#FightFireWithFire: ALMA and California Community Foundation

Roughly 65 million fire emojis are used every day throughout social media. While most of the time this popular emoji is used to add spice to a light-hearted tweet, we wanted to take that energy and use it to help those affected by the very real fires happening in California. So, we are responding to tweets that include the fire emoji, driving Twitter users towards our donation page that is seeking $10,000 for the wildfire relief fund, California Community Foundation. Help us by spreading awareness to our #FightFireWithFire donation campaign.  

Link to donation site: https://www.crowdrise.com/o/en/campaign/fight-fire-with-fire

Tell us about your role in the creation of this work.

Gabriel Ferrer, Creative Director

Give us an overview of the campaign, what is it about?

The campaign is a crowdfunding idea using the power of social media to get donations for the fires in California by pointing out that while we’re on social media using the fire emoji constantly, there’s still a real fire affecting people in California. This observation hopefully makes people think of helping every time they use the fire emoji.

Tell us about the details creative brief, what did it ask?

There was no brief. The fire in California is horrific. The worst in history. We felt obligated as creative people to think of something to help. Our agency encourages proactivity so we knew we’d have the support to do something for good.

Which insight led to the creation of this piece of work?

We noticed that the fire emoji gets used a lot. Over 60 million times a day globally. We thought to ourselves, if we can target people that use the fire emoji and get them to reconsider the real fire, then maybe we can get some donations to the people that need it.

Can you share with us any alternative ideas (if any) for this campaign? Why was this idea chosen?  

There were no alt ideas. We chose this idea based on our ability to implement it quickly without spending any money. Any money spent should be towards donations.

What was the greatest challenge that you and your team faced during development.

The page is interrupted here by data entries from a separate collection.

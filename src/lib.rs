//! Nutrition-generation backend: turns free-text and image meal requests
//! into structured nutrition data through a generative model, and serves
//! cached meal/ingredient imagery from an object store.

pub mod assets;
pub mod config;
pub mod error;
pub mod extract;
pub mod handlers;
pub mod ingredient_api;
pub mod models;
pub mod prompts;
pub mod storage;
pub mod transport;
pub mod variant;
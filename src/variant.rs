//! Model-variant selection policy.
//!
//! This is a cost/quality trade-off table, not an algorithm: it must stay a
//! literal table and the tests enumerate it.

/// The five model-backed use cases served by this process.
#[derive(Debug, Clone, Copy, PartialEq, Eq)]
pub enum UseCase {
    MealPlan,
    Recipe,
    MealLogValidation,
    MealLogGeneration,
    ImageAnalysis,
}

/// Abstract model tiers; `GeminiConfig::model_id` maps them to model ids.
#[derive(Debug, Clone, Copy, PartialEq, Eq)]
pub enum ModelVariant {
    Fast,
    Premium,
    Thinking,
    Validation,
}

/// Pure selection policy over (use case, pro flag, regenerate count).
pub fn select_model(use_case: UseCase, pro: bool, regenerate_count: u32) -> ModelVariant {
    match use_case {
        UseCase::MealPlan => {
            if !pro {
                ModelVariant::Fast
            } else if regenerate_count == 0 {
                ModelVariant::Premium
            } else if regenerate_count % 2 != 0 {
                ModelVariant::Thinking
            } else {
                ModelVariant::Premium
            }
        }
        UseCase::Recipe | UseCase::MealLogGeneration => {
            if pro {
                ModelVariant::Premium
            } else {
                ModelVariant::Fast
            }
        }
        // Validation is deliberately pinned to one model regardless of tier.
        UseCase::MealLogValidation => ModelVariant::Validation,
        UseCase::ImageAnalysis => ModelVariant::Premium,
    }
}
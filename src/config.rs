use serde::{Deserialize, Serialize};
use std::env;
use std::fs;
use std::path::Path;
use std::time::Duration;

use crate::variant::ModelVariant;

/// Main configuration structure for the nutrigen service
#[derive(Debug, Clone, Serialize, Deserialize)]
pub struct Config {
    pub server: ServerConfig,
    pub gemini: GeminiConfig,
    pub storage: StorageConfig,
    pub spoonacular: SpoonacularConfig,
}

#[derive(Debug, Clone, Serialize, Deserialize)]
pub struct ServerConfig {
    pub bind: String,
}

#[derive(Debug, Clone, Serialize, Deserialize)]
pub struct GeminiConfig {
    pub api_key: String,
    pub model_fast: String,
    pub model_premium: String,
    pub model_thinking: String,
    pub model_validation: String,
    pub model_image: String,
    pub request_timeout_seconds: u64,
}

#[derive(Debug, Clone, Serialize, Deserialize)]
pub struct StorageConfig {
    pub base_url: String,
    pub service_key: String,
    pub meal_bucket: String,
    pub ingredient_bucket: String,
}

#[derive(Debug, Clone, Serialize, Deserialize)]
pub struct SpoonacularConfig {
    pub api_key: String,
}

impl GeminiConfig {
    /// Resolve a model variant to the configured model identifier.
    pub fn model_id(&self, variant: ModelVariant) -> &str {
        match variant {
            ModelVariant::Fast => &self.model_fast,
            ModelVariant::Premium => &self.model_premium,
            ModelVariant::Thinking => &self.model_thinking,
            ModelVariant::Validation => &self.model_validation,
        }
    }

    pub fn request_timeout(&self) -> Duration {
        Duration::from_secs(self.request_timeout_seconds)
    }
}

impl Config {
    /// Load configuration from file with environment variable overrides.
    /// ALWAYS returns a valid config - never fails
    pub fn load() -> Self {
        let env_paths = [".env", "../.env"];

        let mut env_loaded = false;
        for path in &env_paths {
            if dotenvy::from_path(path).is_ok() {
                tracing::info!("Loaded .env from: {}", path);
                env_loaded = true;
                break;
            }
        }

        if !env_loaded {
            tracing::warn!("No .env file found - continuing with env vars only");
        }

        let config_path =
            env::var("NUTRIGEN_CONFIG_PATH").unwrap_or_else(|_| "config.yaml".to_string());

        let mut config = if Path::new(&config_path).exists() {
            match fs::read_to_string(&config_path) {
                Ok(contents) => match serde_yaml::from_str::<Config>(&contents) {
                    Ok(config) => {
                        tracing::info!("Loaded configuration from {}", config_path);
                        config
                    }
                    Err(e) => {
                        tracing::error!(
                            "Failed to parse config file {}: {} - using defaults",
                            config_path,
                            e
                        );
                        Self::default()
                    }
                },
                Err(e) => {
                    tracing::error!(
                        "Failed to read config file {}: {} - using defaults",
                        config_path,
                        e
                    );
                    Self::default()
                }
            }
        } else {
            tracing::warn!("Config file not found at {} - using defaults", config_path);
            Self::default()
        };

        config.apply_env_overrides();

        // Validate configuration - log warnings but don't fail
        if let Err(e) = config.validate() {
            tracing::warn!("Config validation warnings: {} - continuing anyway", e);
        }

        config
    }

    /// Apply environment variable overrides
    fn apply_env_overrides(&mut self) {
        if let Ok(bind) = env::var("NUTRIGEN_BIND") {
            self.server.bind = bind;
        }

        // Gemini overrides
        if let Ok(api_key) = env::var("GEMINI_API_KEY") {
            self.gemini.api_key = api_key;
        }
        if let Ok(model) = env::var("GEMINI_MODEL_FAST") {
            self.gemini.model_fast = model;
        }
        if let Ok(model) = env::var("GEMINI_MODEL_PREMIUM") {
            self.gemini.model_premium = model;
        }
        if let Ok(model) = env::var("GEMINI_MODEL_THINKING") {
            self.gemini.model_thinking = model;
        }
        if let Ok(model) = env::var("GEMINI_MODEL_VALIDATION") {
            self.gemini.model_validation = model;
        }
        if let Ok(model) = env::var("GEMINI_MODEL_IMAGE") {
            self.gemini.model_image = model;
        }
        if let Ok(timeout) = env::var("GEMINI_REQUEST_TIMEOUT_SECONDS") {
            if let Ok(secs) = timeout.parse() {
                self.gemini.request_timeout_seconds = secs;
            }
        }

        // Object store overrides
        if let Ok(url) = env::var("SUPABASE_URL") {
            self.storage.base_url = url;
        }
        if let Ok(key) = env::var("SUPABASE_KEY") {
            self.storage.service_key = key;
        }
        if let Ok(bucket) = env::var("NUTRIGEN_MEAL_BUCKET") {
            self.storage.meal_bucket = bucket;
        }
        if let Ok(bucket) = env::var("NUTRIGEN_INGREDIENT_BUCKET") {
            self.storage.ingredient_bucket = bucket;
        }

        if let Ok(api_key) = env::var("SPOONACULAR_API_KEY") {
            self.spoonacular.api_key = api_key;
        }
    }

    /// Validate configuration
    fn validate(&self) -> Result<(), Box<dyn std::error::Error>> {
        if self.server.bind.parse::<std::net::SocketAddr>().is_err() {
            return Err(format!("Invalid bind address: {}", self.server.bind).into());
        }

        if self.gemini.api_key.is_empty() || self.gemini.api_key == "PLACEHOLDER_GEMINI_API_KEY" {
            return Err("GEMINI_API_KEY environment variable must be set".into());
        }
        if self.gemini.request_timeout_seconds == 0 {
            return Err("Gemini request timeout cannot be 0".into());
        }

        if self.storage.base_url.is_empty() {
            return Err("SUPABASE_URL environment variable must be set".into());
        }
        if self.storage.service_key.is_empty() {
            return Err("SUPABASE_KEY environment variable must be set".into());
        }

        if self.spoonacular.api_key.is_empty() {
            return Err("SPOONACULAR_API_KEY environment variable must be set".into());
        }

        Ok(())
    }
}

impl Default for Config {
    fn default() -> Self {
        Self {
            server: ServerConfig {
                bind: "0.0.0.0:8000".to_string(),
            },
            gemini: GeminiConfig {
                api_key: env::var("GEMINI_API_KEY").unwrap_or_else(|_| {
                    tracing::warn!("GEMINI_API_KEY not set, using placeholder");
                    "PLACEHOLDER_GEMINI_API_KEY".to_string()
                }),
                model_fast: "gemini-2.5-flash-preview-04-17-thinking".to_string(),
                model_premium: "gemini-2.5-pro-preview-03-25".to_string(),
                model_thinking: "gemini-2.5-flash-preview-04-17-thinking".to_string(),
                model_validation: "gemini-1.5-pro".to_string(),
                model_image: "gemini-2.0-flash-exp-image-generation".to_string(),
                request_timeout_seconds: 120,
            },
            storage: StorageConfig {
                base_url: env::var("SUPABASE_URL").unwrap_or_default(),
                service_key: env::var("SUPABASE_KEY").unwrap_or_default(),
                meal_bucket: "meal_images".to_string(),
                ingredient_bucket: "ingredients".to_string(),
            },
            spoonacular: SpoonacularConfig {
                api_key: env::var("SPOONACULAR_API_KEY").unwrap_or_default(),
            },
        }
    }
}
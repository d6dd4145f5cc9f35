use async_trait::async_trait;
use rand::Rng;
use reqwest::Client;
use std::time::Duration;
use tokio::time::sleep;

use crate::error::{NutrigenError, Result};
use crate::models::{GenerateRequest, GenerateResponse};

const GEMINI_API_BASE: &str = "https://generativelanguage.googleapis.com/v1beta/models";
const MAX_ATTEMPTS: u8 = 3;

/// Boundary to the generative model. Handlers and the asset pipeline only
/// see this trait; tests script replies through a mock.
#[async_trait]
pub trait ModelTransport: Send + Sync {
    async fn generate(&self, req: &GenerateRequest) -> Result<GenerateResponse>;
}

pub struct GeminiTransport {
    client: Client,
    api_key: String,
}

impl GeminiTransport {
    pub fn new(api_key: String, request_timeout: Duration) -> Result<Self> {
        let client = Client::builder()
            .timeout(request_timeout)
            .build()
            .map_err(|e| NutrigenError::Config(format!("failed to build HTTP client: {e}")))?;
        Ok(Self { client, api_key })
    }

    fn endpoint(&self, model: &str) -> String {
        format!("{GEMINI_API_BASE}/{model}:generateContent")
    }
}

#[async_trait]
impl ModelTransport for GeminiTransport {
    async fn generate(&self, req: &GenerateRequest) -> Result<GenerateResponse> {
        let mut attempts = 0;

        while attempts < MAX_ATTEMPTS {
            attempts += 1;

            match self
                .client
                .post(self.endpoint(&req.model))
                .header("x-goog-api-key", &self.api_key)
                .header("Content-Type", "application/json")
                .json(req)
                .send()
                .await
            {
                Ok(response) => {
                    if response.status().is_success() {
                        return response.json().await.map_err(|e| {
                            NutrigenError::ModelCall(format!(
                                "failed to parse Gemini API response: {e}"
                            ))
                        });
                    }

                    if attempts >= MAX_ATTEMPTS {
                        return Err(NutrigenError::ModelCall(format!(
                            "Gemini API error after {} attempts: {}",
                            attempts,
                            response
                                .text()
                                .await
                                .unwrap_or_else(|_| "Unknown error".to_string())
                        )));
                    }
                }
                Err(e) => {
                    if attempts >= MAX_ATTEMPTS {
                        return Err(NutrigenError::ModelCall(format!(
                            "failed to send request to Gemini API after {attempts} attempts: {e}"
                        )));
                    }
                }
            }

            // Exponential backoff with jitter (only if we're going to retry)
            if attempts < MAX_ATTEMPTS {
                let base_delay =
                    Duration::from_millis(200 * 2u64.pow(attempts.saturating_sub(1) as u32));
                let jitter = rand::thread_rng().gen_range(0.8..=1.2);
                let delay = Duration::from_millis((base_delay.as_millis() as f64 * jitter) as u64);
                sleep(delay).await;
            }
        }

        Err(NutrigenError::ModelCall(format!(
            "Gemini API request failed after {MAX_ATTEMPTS} attempts"
        )))
    }
}
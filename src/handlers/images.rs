use axum::extract::{Query, State};
use axum::http::StatusCode;
use axum::response::{IntoResponse, Response};
use axum::Json;
use serde::Deserialize;
use serde_json::json;

use super::AppState;
use crate::assets::AssetKind;

#[derive(Debug, Deserialize)]
pub struct MealImageQuery {
    pub meal_name: String,
}

#[derive(Debug, Deserialize)]
pub struct IngredientImageQuery {
    pub ingredient_name: String,
}

async fn resolve(state: &AppState, name: &str, kind: AssetKind) -> Response {
    match state.assets.resolve(name, kind).await {
        Ok(url) => (StatusCode::OK, Json(json!({ "image_url": url }))).into_response(),
        Err(e) => {
            tracing::error!("Asset resolution for '{}' failed: {}", name, e);
            (
                StatusCode::INTERNAL_SERVER_ERROR,
                Json(json!({ "detail": e.to_string() })),
            )
                .into_response()
        }
    }
}

/// GET /generate-meal-image?meal_name=
pub async fn generate_meal_image(
    State(state): State<AppState>,
    Query(query): Query<MealImageQuery>,
) -> Response {
    resolve(&state, &query.meal_name, AssetKind::Meal).await
}

/// GET /generate-ingredient-image?ingredient_name=
pub async fn generate_ingredient_image(
    State(state): State<AppState>,
    Query(query): Query<IngredientImageQuery>,
) -> Response {
    resolve(&state, &query.ingredient_name, AssetKind::Ingredient).await
}
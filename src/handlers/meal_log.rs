use axum::extract::State;
use axum::http::StatusCode;
use axum::response::{IntoResponse, Response};
use axum::Json;
use serde_json::json;
use validator::Validate;

use super::{validation_error, AppState};
use crate::extract::{extract, ExtractError};
use crate::models::{GenerateRequest, MealLogRequest};
use crate::prompts;
use crate::variant::{select_model, UseCase};

fn log_failure(status: StatusCode, message: &str) -> Response {
    (
        status,
        Json(json!({ "log_data": null, "message": message })),
    )
        .into_response()
}

/// POST /generate-meal-log-from-text
///
/// Two model round-trips: a strict yes/no validation gate on a fixed
/// model variant, then structured extraction.
pub async fn generate_meal_log(
    State(state): State<AppState>,
    Json(request): Json<MealLogRequest>,
) -> Response {
    if let Err(errors) = request.validate() {
        return validation_error(&errors);
    }

    let validation_model = state
        .config
        .gemini
        .model_id(select_model(UseCase::MealLogValidation, request.is_pro, 0));
    let validation_prompt = prompts::meal_log_validation_prompt(&request.meal_description);

    let validation_reply = match state
        .model
        .generate(&GenerateRequest::text(validation_model, validation_prompt))
        .await
    {
        Ok(reply) => reply,
        Err(e) => {
            tracing::error!("Meal log validation call failed: {}", e);
            return log_failure(
                StatusCode::INTERNAL_SERVER_ERROR,
                &format!("Internal error: {e}"),
            );
        }
    };

    let is_valid = validation_reply
        .text()
        .is_some_and(|text| text.trim().eq_ignore_ascii_case("yes"));
    if !is_valid {
        return log_failure(
            StatusCode::OK,
            "Could not detect a valid meal description. Please try again with more detail.",
        );
    }

    let generation_model = state
        .config
        .gemini
        .model_id(select_model(UseCase::MealLogGeneration, request.is_pro, 0));
    let generation_prompt = prompts::meal_log_generation_prompt(&request);

    let reply = match state
        .model
        .generate(&GenerateRequest::text(generation_model, generation_prompt))
        .await
    {
        Ok(reply) => reply,
        Err(e) => {
            tracing::error!("Meal log generation call failed: {}", e);
            return log_failure(
                StatusCode::INTERNAL_SERVER_ERROR,
                &format!("Internal error: {e}"),
            );
        }
    };

    let Some(text) = reply.text() else {
        return log_failure(
            StatusCode::INTERNAL_SERVER_ERROR,
            "model returned an empty reply",
        );
    };

    match extract(&text) {
        Ok(log_data) => (StatusCode::OK, Json(json!({ "log_data": log_data }))).into_response(),
        Err(ExtractError::ExplicitlyInvalid) => {
            log_failure(StatusCode::OK, "Unable to detect a valid meal log.")
        }
        Err(e) => {
            tracing::warn!("Meal log reply was not extractable: {}", e);
            log_failure(
                StatusCode::INTERNAL_SERVER_ERROR,
                "Failed to parse AI response. Try again.",
            )
        }
    }
}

It’s a Twitter campaign mainly because Twitter lets you search by fire emoji. We created a Twitter account just for the campaign, but Twitter shut it down as spam so we had to pivot to using our own personal accounts to tweet from.

What did you enjoy most about seeing this campaign through? Did you learn anything new from the experience?

I enjoy anything that does good for the world. The donations are part of it, but mobilizing a group of people to create something to help people in need is always rewarding.

Where do you see this campaign going in the future?

We’re hoping to get a social media partner to create donation notifications every time someone uses the fire emoji for a short period of time just to increase awareness of the ongoing issue. We want to shift the behavior of people when they use that emoji to be mindful of those affected by the fires. That would take it to the next level.